The vulnerability just disclosed has been named as SWAPGS and can be found in all new Intel chips released since 2012. Fortunately, in the case of AMD we can feel safe, because according to red their processors do not have the vulnerability described. SWAPGS is based on similar solutions, which were discussed on the occasion of Specter and Meltdown, but also bypasses the protective mechanisms introduced in patches for these vulnerabilities.
https://dllxfiles.com/ – Download missing DLLs
Again, the matter concerns the speculative code execution mechanism, and the attack itself uses a side channel to execute instructions from the system kernel. By skilfully using the vulnerability, you can cause a data leak from the kernel memory, which we don’t normally have access to. It regards, among others for passwords, encryption keys, tokens and various types of credentials. Importantly, the problem only affects Windows and was not recognized on any of the tested Linux distributions.

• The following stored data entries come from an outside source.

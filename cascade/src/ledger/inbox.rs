//! Inbound webhook dedup table

use chrono::{DateTime, Utc};
use rusqlite::{params, Connection, OptionalExtension};
use serde::{Deserialize, Serialize};

use crate::clock::{from_millis, to_millis};
use crate::store::{opt_time, StoreResult};

/// A provider event as first received
#[derive(Debug, Clone, PartialEq, Eq, Serialize, Deserialize)]
pub struct InboxEvent {
    pub provider: String,
    pub provider_event_id: String,
    pub payload: String,
    pub received_at: DateTime<Utc>,
    pub processed_at: Option<DateTime<Utc>>,
    pub error: Option<String>,
}

/// Insert the event; false when it was already recorded
pub fn record(
    conn: &Connection,
    provider: &str,
    event_id: &str,
    payload: &str,
    now: DateTime<Utc>,
) -> StoreResult<bool> {
    let inserted = conn.execute(
        "INSERT INTO inbox_events (provider, provider_event_id, payload, received_at)
         VALUES (?1, ?2, ?3, ?4)
         ON CONFLICT(provider, provider_event_id) DO NOTHING",
        params![provider, event_id, payload, to_millis(now)],
    )?;
    Ok(inserted == 1)
}

pub fn mark_processed(conn: &Connection, provider: &str, event_id: &str, now: DateTime<Utc>) -> StoreResult<()> {
    conn.execute(
        "UPDATE inbox_events SET processed_at = ?3, error = NULL
         WHERE provider = ?1 AND provider_event_id = ?2",
        params![provider, event_id, to_millis(now)],
    )?;
    Ok(())
}

pub fn mark_failed(
    conn: &Connection,
    provider: &str,
    event_id: &str,
    error: &str,
    now: DateTime<Utc>,
) -> StoreResult<()> {
    conn.execute(
        "UPDATE inbox_events SET processed_at = ?3, error = ?4
         WHERE provider = ?1 AND provider_event_id = ?2",
        params![provider, event_id, to_millis(now), error],
    )?;
    Ok(())
}

pub fn get(conn: &Connection, provider: &str, event_id: &str) -> StoreResult<Option<InboxEvent>> {
    Ok(conn
        .query_row(
            "SELECT provider, provider_event_id, payload, received_at, processed_at, error
             FROM inbox_events WHERE provider = ?1 AND provider_event_id = ?2",
            params![provider, event_id],
            |row| {
                Ok(InboxEvent {
                    provider: row.get(0)?,
                    provider_event_id: row.get(1)?,
                    payload: row.get(2)?,
                    received_at: from_millis(row.get(3)?),
                    processed_at: opt_time(row.get(4)?),
                    error: row.get(5)?,
                })
            },
        )
        .optional()?)
}
//! Scheduled action payloads and job rows

use chrono::{DateTime, Utc};
use serde::{Deserialize, Serialize};

use super::SchedulerError;
use crate::store::types::text_enum;
use crate::store::{AlertId, IncidentId};

/// The closed set of deferred work the cascade schedules
#[derive(Debug, Clone, PartialEq, Eq, Serialize, Deserialize)]
#[serde(tag = "type", rename_all = "snake_case")]
pub enum ScheduledAction {
    /// A placed call has rung for its full timeout
    RingTimeout { alert_id: AlertId, attempt_no: u32 },
    /// Place the next call attempt of an alert
    RetryCall { alert_id: AlertId, attempt_no: u32 },
    /// Re-send chat alerts
    Reminder { round: u32 },
}

impl ScheduledAction {
    pub fn action_type(&self) -> &'static str {
        match self {
            Self::RingTimeout { .. } => "ring_timeout",
            Self::RetryCall { .. } => "retry_call",
            Self::Reminder { .. } => "reminder",
        }
    }

    /// Deterministic job id; the same action always maps to the same row
    pub fn job_id(&self, incident_id: &str) -> String {
        match self {
            Self::RingTimeout { alert_id, attempt_no } => format!("ring_timeout:{alert_id}:{attempt_no}"),
            Self::RetryCall { alert_id, attempt_no } => format!("retry_call:{alert_id}:{attempt_no}"),
            Self::Reminder { round } => format!("reminder:{incident_id}:{round}"),
        }
    }

    pub fn alert_id(&self) -> Option<&str> {
        match self {
            Self::RingTimeout { alert_id, .. } | Self::RetryCall { alert_id, .. } => Some(alert_id),
            Self::Reminder { .. } => None,
        }
    }

    pub fn encode(&self) -> Result<String, SchedulerError> {
        serde_json::to_string(self).map_err(|e| SchedulerError::Encode(e.to_string()))
    }

    pub fn decode(job_id: &str, payload: &str) -> Result<Self, SchedulerError> {
        serde_json::from_str(payload).map_err(|e| SchedulerError::Decode {
            job_id: job_id.to_string(),
            message: e.to_string(),
        })
    }
}

/// Lifecycle of a job row
#[derive(Debug, Clone, Copy, PartialEq, Eq, Hash, Serialize, Deserialize)]
#[serde(rename_all = "snake_case")]
pub enum JobState {
    Pending,
    Running,
    Done,
    Failed,
    /// Came due outside the misfire grace window and was skipped
    Missed,
    /// Was running when the process died; never re-run
    Abandoned,
}

text_enum!(JobState, "scheduled_actions.state", {
    Pending => "pending",
    Running => "running",
    Done => "done",
    Failed => "failed",
    Missed => "missed",
    Abandoned => "abandoned",
});

/// A persisted scheduled action
#[derive(Debug, Clone, PartialEq, Eq, Serialize, Deserialize)]
pub struct Job {
    pub job_id: String,
    pub incident_id: IncidentId,
    pub alert_id: Option<AlertId>,
    pub action_type: String,
    pub run_at: DateTime<Utc>,
    pub payload: String,
    pub state: JobState,
    pub error: Option<String>,
    pub created_at: DateTime<Utc>,
    pub updated_at: DateTime<Utc>,
}

#[cfg(test)]
mod tests {
    use super::*;

    #[test]
    fn test_job_ids_are_deterministic() {
        let timeout = ScheduledAction::RingTimeout {
            alert_id: "a1".into(),
            attempt_no: 2,
        };
        assert_eq!(timeout.job_id("inc"), "ring_timeout:a1:2");
        assert_eq!(ScheduledAction::Reminder { round: 3 }.job_id("inc"), "reminder:inc:3");
        assert_eq!(ScheduledAction::Reminder { round: 3 }.alert_id(), None);
    }

    #[test]
    fn test_payload_is_tagged_json() {
        let retry = ScheduledAction::RetryCall {
            alert_id: "a1".into(),
            attempt_no: 2,
        };
        let payload = retry.encode().unwrap();
        assert!(payload.contains("\"type\":\"retry_call\""));
        assert_eq!(ScheduledAction::decode("j", &payload).unwrap(), retry);
    }

    #[test]
    fn test_unknown_action_is_rejected() {
        let err = ScheduledAction::decode("j", r#"{"type":"page_everyone"}"#).unwrap_err();
        assert!(matches!(err, SchedulerError::Decode { .. }));
    }
}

RIDL, Fallout and ZombieLand – new attacks exploiting MDS vulnerabilities in Intel processors
Bitdefender has worked closely with Intel and Microsoft, which resulted in the preparation and release of Windows for Windows, which most of you have already installed since July 9 this year. No additional microcode update is required in this case. Thus, we can rather feel safe, at least until the next vulnerability is discovered, which, looking at the frequency of such discoveries, should take place soon.